//! Installed-package metadata and on-disk size.
//!
//! Every read here is best effort. A failure never drops the package from the
//! report; it downgrades the value to a default, records why in a [`Probe`],
//! and adds a [`FileAnalysisError`].

use depsweep_core::{
    DeclaredDependencies, FileAnalysisError, INSTALL_DIR, MANIFEST_FILE, Probe,
};
use ignore::WalkBuilder;
use log::{debug, trace, warn};
use rayon::prelude::*;
use serde::Deserialize;
use std::{
    fs,
    path::{Path, PathBuf},
};

use crate::types::PackageDetail;

#[derive(Debug, Clone)]
pub struct PackageInspection {
    pub name: String,
    pub version: Probe<String>,
    pub size: Probe<u64>,
    pub errors: Vec<FileAnalysisError>,
}

impl PackageInspection {
    pub fn detail(&self) -> PackageDetail {
        PackageDetail {
            name: self.name.clone(),
            version: self.version.value().clone(),
            size_bytes: *self.size.value(),
        }
    }
}

#[derive(Debug, Deserialize)]
struct InstalledManifest {
    version: Option<String>,
}

/// Project-relative directory an installed package lives in.
pub fn install_path(name: &str) -> PathBuf {
    Path::new(INSTALL_DIR).join(name)
}

/// Reads and measures one installed package under `root`.
pub fn inspect_package(root: &Path, name: &str, declared_version: &str) -> PackageInspection {
    let rel_dir = install_path(name);
    let pkg_dir = root.join(&rel_dir);
    trace!("Inspecting installed package {} at {}", name, pkg_dir.display());

    if !pkg_dir.is_dir() {
        let reason = "package is not installed".to_string();
        debug!("{} not found at {}", name, pkg_dir.display());
        return PackageInspection {
            name: name.to_string(),
            version: Probe::Fallback { value: declared_version.to_string(), reason: reason.clone() },
            size: Probe::Fallback { value: 0, reason: reason.clone() },
            errors: vec![FileAnalysisError::new(rel_dir, reason)],
        };
    }

    let mut errors = Vec::new();

    let version = installed_version(&pkg_dir, declared_version);
    if let Some(reason) = version.reason() {
        errors.push(FileAnalysisError::new(rel_dir.join(MANIFEST_FILE), reason));
    }

    let (size, size_errors) = package_size(root, &rel_dir);
    errors.extend(size_errors);

    PackageInspection { name: name.to_string(), version, size, errors }
}

/// The `version` field of an installed package's manifest, falling back to
/// the declared range.
pub fn installed_version(pkg_dir: &Path, declared_version: &str) -> Probe<String> {
    let fallback = |reason: String| Probe::Fallback { value: declared_version.to_string(), reason };

    let content = match fs::read_to_string(pkg_dir.join(MANIFEST_FILE)) {
        Ok(c) => c,
        Err(e) => return fallback(format!("Failed to read package metadata: {}", e)),
    };

    match serde_json::from_str::<InstalledManifest>(&content) {
        Ok(InstalledManifest { version: Some(v) }) => Probe::Found(v),
        Ok(InstalledManifest { version: None }) => {
            fallback("Package metadata has no version field".to_string())
        }
        Err(e) => fallback(format!("Failed to parse package metadata: {}", e)),
    }
}

/// Sums the byte length of every regular, non-hidden file under `root/rel_dir`.
///
/// Symlinks are not followed and do not count. Files that cannot be measured
/// add nothing to the total and one error each.
pub fn package_size(root: &Path, rel_dir: &Path) -> (Probe<u64>, Vec<FileAnalysisError>) {
    let pkg_dir = root.join(rel_dir);
    let walker = WalkBuilder::new(&pkg_dir).standard_filters(false).hidden(true).build();

    let mut total: u64 = 0;
    let mut errors = Vec::new();

    for res in walker {
        let dent = match res {
            Ok(dent) => dent,
            Err(e) => {
                warn!("Error walking {}: {}", pkg_dir.display(), e);
                errors.push(FileAnalysisError::new(rel_dir, format!("Failed to walk: {}", e)));
                continue;
            }
        };
        if !dent.file_type().is_some_and(|ft| ft.is_file()) {
            continue;
        }

        match dent.metadata() {
            Ok(meta) => total += meta.len(),
            Err(e) => {
                let rel = dent.path().strip_prefix(root).unwrap_or(dent.path());
                errors.push(FileAnalysisError::new(rel, format!("Failed to measure: {}", e)));
            }
        }
    }

    trace!("{} occupies {} bytes", pkg_dir.display(), total);
    let size = if errors.is_empty() {
        Probe::Found(total)
    } else {
        Probe::Fallback {
            value: total,
            reason: format!("{} entries could not be measured", errors.len()),
        }
    };
    (size, errors)
}

/// Inspects every named package in parallel, in name order.
pub fn inspect_packages<'n>(
    root: &Path,
    declared: &DeclaredDependencies,
    names: impl IntoIterator<Item = &'n str>,
) -> Vec<PackageInspection> {
    let names: Vec<&str> = names.into_iter().collect();
    debug!("Measuring {} installed packages", names.len());

    names
        .par_iter()
        .map(|name| {
            let declared_version =
                declared.get(name).map(|d| d.version_range.as_str()).unwrap_or_default();
            inspect_package(root, name, declared_version)
        })
        .collect()
}

#[cfg(test)]
mod tests {
    use super::*;
    use depsweep_core::parse_manifest;
    use tempfile::TempDir;

    fn create_test_file(dir: &Path, path: &str, content: &str) -> PathBuf {
        let file_path = dir.join(path);
        if let Some(parent) = file_path.parent() {
            fs::create_dir_all(parent).expect("Failed to create parent directory");
        }
        fs::write(&file_path, content).expect("Failed to write test file");
        file_path
    }

    #[test]
    fn test_installed_package() {
        let temp_dir = TempDir::new().unwrap();
        let root = temp_dir.path();
        let manifest = r#"{"name":"left-pad","version":"1.3.0"}"#;
        create_test_file(root, "node_modules/left-pad/package.json", manifest);
        create_test_file(root, "node_modules/left-pad/index.js", "module.exports = 1;");
        create_test_file(root, "node_modules/left-pad/lib/util.js", "abcd");

        let inspection = inspect_package(root, "left-pad", "^1.0.0");
        assert_eq!(inspection.version, Probe::Found("1.3.0".to_string()));
        let expected = (manifest.len() + "module.exports = 1;".len() + 4) as u64;
        assert_eq!(inspection.size, Probe::Found(expected));
        assert!(inspection.errors.is_empty());

        let detail = inspection.detail();
        assert_eq!(detail.name, "left-pad");
        assert_eq!(detail.version, "1.3.0");
        assert_eq!(detail.size_bytes, expected);
    }

    #[test]
    fn test_hidden_entries_not_counted() {
        let temp_dir = TempDir::new().unwrap();
        let root = temp_dir.path();
        create_test_file(root, "node_modules/pkg/package.json", r#"{"version":"1.0.0"}"#);
        create_test_file(root, "node_modules/pkg/.npmignore", "0123456789");
        create_test_file(root, "node_modules/pkg/.cache/blob", "0123456789");

        let (size, errors) = package_size(root, Path::new("node_modules/pkg"));
        assert_eq!(size, Probe::Found(r#"{"version":"1.0.0"}"#.len() as u64));
        assert!(errors.is_empty());
    }

    #[cfg(unix)]
    #[test]
    fn test_symlinks_not_counted() {
        let temp_dir = TempDir::new().unwrap();
        let root = temp_dir.path();
        let big = create_test_file(root, "big.bin", &"x".repeat(1000));
        create_test_file(root, "node_modules/pkg/index.js", "ab");
        std::os::unix::fs::symlink(&big, root.join("node_modules/pkg/link.bin")).unwrap();

        let (size, _) = package_size(root, Path::new("node_modules/pkg"));
        assert_eq!(*size.value(), 2);
    }

    #[test]
    fn test_missing_package_directory() {
        let temp_dir = TempDir::new().unwrap();
        let inspection = inspect_package(temp_dir.path(), "ghost", "^2.0.0");

        assert!(inspection.version.is_fallback());
        assert!(inspection.size.is_fallback());
        assert_eq!(inspection.detail().version, "^2.0.0");
        assert_eq!(inspection.detail().size_bytes, 0);
        assert_eq!(inspection.errors.len(), 1);
        assert_eq!(inspection.errors[0].file, PathBuf::from("node_modules").join("ghost"));
    }

    #[test]
    fn test_missing_metadata_falls_back_to_declared_version() {
        let temp_dir = TempDir::new().unwrap();
        let root = temp_dir.path();
        create_test_file(root, "node_modules/bare/index.js", "abc");

        let inspection = inspect_package(root, "bare", "~0.1.0");
        assert!(inspection.version.is_fallback());
        assert_eq!(inspection.version.value(), "~0.1.0");
        assert_eq!(inspection.size, Probe::Found(3));
        assert_eq!(inspection.errors.len(), 1);
        assert!(inspection.errors[0].message.contains("package metadata"));
    }

    #[test]
    fn test_metadata_without_version() {
        let temp_dir = TempDir::new().unwrap();
        let pkg = temp_dir.path().join("pkg");
        create_test_file(temp_dir.path(), "pkg/package.json", r#"{"name":"pkg"}"#);

        let version = installed_version(&pkg, "1.x");
        assert_eq!(version.value(), "1.x");
        assert_eq!(version.reason(), Some("Package metadata has no version field"));
    }

    #[test]
    fn test_malformed_metadata() {
        let temp_dir = TempDir::new().unwrap();
        let pkg = temp_dir.path().join("pkg");
        create_test_file(temp_dir.path(), "pkg/package.json", "{ nope");

        let version = installed_version(&pkg, "1.x");
        assert!(version.is_fallback());
        assert!(version.reason().unwrap().starts_with("Failed to parse package metadata"));
    }

    #[test]
    fn test_scoped_package_path() {
        let temp_dir = TempDir::new().unwrap();
        let root = temp_dir.path();
        create_test_file(root, "node_modules/@scope/tool/package.json", r#"{"version":"3.1.4"}"#);

        let inspection = inspect_package(root, "@scope/tool", "^3.0.0");
        assert_eq!(inspection.version, Probe::Found("3.1.4".to_string()));
    }

    #[test]
    fn test_inspect_packages_in_name_order() {
        let temp_dir = TempDir::new().unwrap();
        let root = temp_dir.path();
        create_test_file(root, "node_modules/a/package.json", r#"{"version":"1.0.0"}"#);
        let declared = parse_manifest(
            Path::new("package.json"),
            r#"{ "dependencies": { "a": "^1.0.0", "b": "^2.0.0" } }"#,
            false,
        )
        .unwrap();

        let inspections = inspect_packages(root, &declared, ["a", "b"]);
        let names: Vec<&str> = inspections.iter().map(|i| i.name.as_str()).collect();
        assert_eq!(names, vec!["a", "b"]);
        assert_eq!(inspections[0].version.value(), "1.0.0");
        assert_eq!(inspections[1].version.value(), "^2.0.0");
        assert_eq!(inspections[1].errors.len(), 1);
    }
}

• • • •

#### Exercise prompt
Find the lines above holding the word "Deserialize" and show them.

#### Task output
use serde::Deserialize;
#[derive(Debug, Deserialize)]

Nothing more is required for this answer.